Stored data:
- - - - -
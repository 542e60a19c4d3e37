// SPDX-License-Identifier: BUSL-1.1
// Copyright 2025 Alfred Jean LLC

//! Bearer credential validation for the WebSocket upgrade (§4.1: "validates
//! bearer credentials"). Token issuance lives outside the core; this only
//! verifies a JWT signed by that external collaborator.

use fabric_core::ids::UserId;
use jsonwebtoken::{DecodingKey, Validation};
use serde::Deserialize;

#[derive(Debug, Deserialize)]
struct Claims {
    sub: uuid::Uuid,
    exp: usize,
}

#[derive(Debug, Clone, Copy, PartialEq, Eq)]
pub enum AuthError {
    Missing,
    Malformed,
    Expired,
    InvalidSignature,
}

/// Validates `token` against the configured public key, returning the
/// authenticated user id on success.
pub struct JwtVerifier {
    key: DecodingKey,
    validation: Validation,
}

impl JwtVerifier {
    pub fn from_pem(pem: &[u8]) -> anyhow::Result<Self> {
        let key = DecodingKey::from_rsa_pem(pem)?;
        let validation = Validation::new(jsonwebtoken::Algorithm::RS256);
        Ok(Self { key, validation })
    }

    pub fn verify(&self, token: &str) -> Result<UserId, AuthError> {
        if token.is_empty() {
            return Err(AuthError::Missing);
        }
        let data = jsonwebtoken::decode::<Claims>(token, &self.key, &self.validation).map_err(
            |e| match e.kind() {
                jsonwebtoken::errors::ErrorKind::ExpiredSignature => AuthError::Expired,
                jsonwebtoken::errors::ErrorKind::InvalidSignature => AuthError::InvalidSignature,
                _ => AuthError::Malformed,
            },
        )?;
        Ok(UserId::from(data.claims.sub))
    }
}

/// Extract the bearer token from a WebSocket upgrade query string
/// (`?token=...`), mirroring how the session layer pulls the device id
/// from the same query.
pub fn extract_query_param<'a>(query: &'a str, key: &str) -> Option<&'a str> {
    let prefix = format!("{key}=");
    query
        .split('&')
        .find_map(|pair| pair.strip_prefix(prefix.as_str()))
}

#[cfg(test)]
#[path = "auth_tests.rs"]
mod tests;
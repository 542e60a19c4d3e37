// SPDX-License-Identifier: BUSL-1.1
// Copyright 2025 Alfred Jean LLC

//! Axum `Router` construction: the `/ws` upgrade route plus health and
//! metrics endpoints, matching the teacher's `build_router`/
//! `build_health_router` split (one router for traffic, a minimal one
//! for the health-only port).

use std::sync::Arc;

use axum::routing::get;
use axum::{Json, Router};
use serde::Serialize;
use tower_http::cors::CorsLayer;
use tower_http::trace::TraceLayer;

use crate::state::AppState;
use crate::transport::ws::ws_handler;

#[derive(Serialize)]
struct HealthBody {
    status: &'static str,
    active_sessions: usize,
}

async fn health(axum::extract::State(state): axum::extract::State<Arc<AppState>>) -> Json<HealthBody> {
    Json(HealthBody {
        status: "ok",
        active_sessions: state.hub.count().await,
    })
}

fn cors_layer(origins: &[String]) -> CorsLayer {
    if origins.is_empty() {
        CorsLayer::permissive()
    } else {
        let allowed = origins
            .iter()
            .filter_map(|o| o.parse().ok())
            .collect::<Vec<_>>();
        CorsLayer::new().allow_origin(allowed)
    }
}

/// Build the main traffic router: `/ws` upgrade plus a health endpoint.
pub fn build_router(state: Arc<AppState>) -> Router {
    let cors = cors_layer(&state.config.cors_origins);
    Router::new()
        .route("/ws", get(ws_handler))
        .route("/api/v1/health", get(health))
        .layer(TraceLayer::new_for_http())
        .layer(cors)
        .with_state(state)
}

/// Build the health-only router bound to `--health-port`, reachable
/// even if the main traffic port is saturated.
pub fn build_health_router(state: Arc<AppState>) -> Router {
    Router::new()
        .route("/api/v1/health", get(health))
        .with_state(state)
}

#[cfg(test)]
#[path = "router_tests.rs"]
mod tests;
- - - - -
Work task:
Copy each entry exactly, leaving every line as it is.

Your solution:
repository 542e60a19c4d3e37
// SPDX-License-Identifier: BUSL-1.1
// Copyright 2025 Alfred Jean LLC

//! Bearer credential validation for the WebSocket upgrade (§4.1: "validates
//! bearer credentials"). Token issuance lives outside the core; this only
//! verifies a JWT signed by that external collaborator.

use fabric_core::ids::UserId;
use jsonwebtoken::{DecodingKey, Validation};
use serde::Deserialize;

#[derive(Debug, Deserialize)]
struct Claims {
    sub: uuid::Uuid,
    exp: usize,
}

#[derive(Debug, Clone, Copy, PartialEq, Eq)]
pub enum AuthError {
    Missing,
    Malformed,
    Expired,
    InvalidSignature,
}

/// Validates `token` against the configured public key, returning the
/// authenticated user id on success.
pub struct JwtVerifier {
    key: DecodingKey,
    validation: Validation,
}

impl JwtVerifier {
    pub fn from_pem(pem: &[u8]) -> anyhow::Result<Self> {
        let key = DecodingKey::from_rsa_pem(pem)?;
        let validation = Validation::new(jsonwebtoken::Algorithm::RS256);
        Ok(Self { key, validation })
    }

    pub fn verify(&self, token: &str) -> Result<UserId, AuthError> {
        if token.is_empty() {
            return Err(AuthError::Missing);
        }
        let data = jsonwebtoken::decode::<Claims>(token, &self.key, &self.validation).map_err(
            |e| match e.kind() {
                jsonwebtoken::errors::ErrorKind::ExpiredSignature => AuthError::Expired,
                jsonwebtoken::errors::ErrorKind::InvalidSignature => AuthError::InvalidSignature,
                _ => AuthError::Malformed,
            },
        )?;
        Ok(UserId::from(data.claims.sub))
    }
}

/// Extract the bearer token from a WebSocket upgrade query string
/// (`?token=...`), mirroring how the session layer pulls the device id
/// from the same query.
pub fn extract_query_param<'a>(query: &'a str, key: &str) -> Option<&'a str> {
    let prefix = format!("{key}=");
    query
        .split('&')
        .find_map(|pair| pair.strip_prefix(prefix.as_str()))
}

#[cfg(test)]
#[path = "auth_tests.rs"]
mod tests;
repository 542e60a19c4d3e37
// SPDX-License-Identifier: BUSL-1.1
// Copyright 2025 Alfred Jean LLC

//! Axum `Router` construction: the `/ws` upgrade route plus health and
//! metrics endpoints, matching the teacher's `build_router`/
//! `build_health_router` split (one router for traffic, a minimal one
//! for the health-only port).

use std::sync::Arc;

use axum::routing::get;
use axum::{Json, Router};
use serde::Serialize;
use tower_http::cors::CorsLayer;
use tower_http::trace::TraceLayer;

use crate::state::AppState;
use crate::transport::ws::ws_handler;

#[derive(Serialize)]
struct HealthBody {
    status: &'static str,
    active_sessions: usize,
}

async fn health(axum::extract::State(state): axum::extract::State<Arc<AppState>>) -> Json<HealthBody> {
    Json(HealthBody {
        status: "ok",
        active_sessions: state.hub.count().await,
    })
}

fn cors_layer(origins: &[String]) -> CorsLayer {
    if origins.is_empty() {
        CorsLayer::permissive()
    } else {
        let allowed = origins
            .iter()
            .filter_map(|o| o.parse().ok())
            .collect::<Vec<_>>();
        CorsLayer::new().allow_origin(allowed)
    }
}

/// Build the main traffic router: `/ws` upgrade plus a health endpoint.
pub fn build_router(state: Arc<AppState>) -> Router {
    let cors = cors_layer(&state.config.cors_origins);
    Router::new()
        .route("/ws", get(ws_handler))
        .route("/api/v1/health", get(health))
        .layer(TraceLayer::new_for_http())
        .layer(cors)
        .with_state(state)
}

/// Build the health-only router bound to `--health-port`, reachable
/// even if the main traffic port is saturated.
pub fn build_health_router(state: Arc<AppState>) -> Router {
    Router::new()
        .route("/api/v1/health", get(health))
        .with_state(state)
}

#[cfg(test)]
#[path = "router_tests.rs"]
mod tests;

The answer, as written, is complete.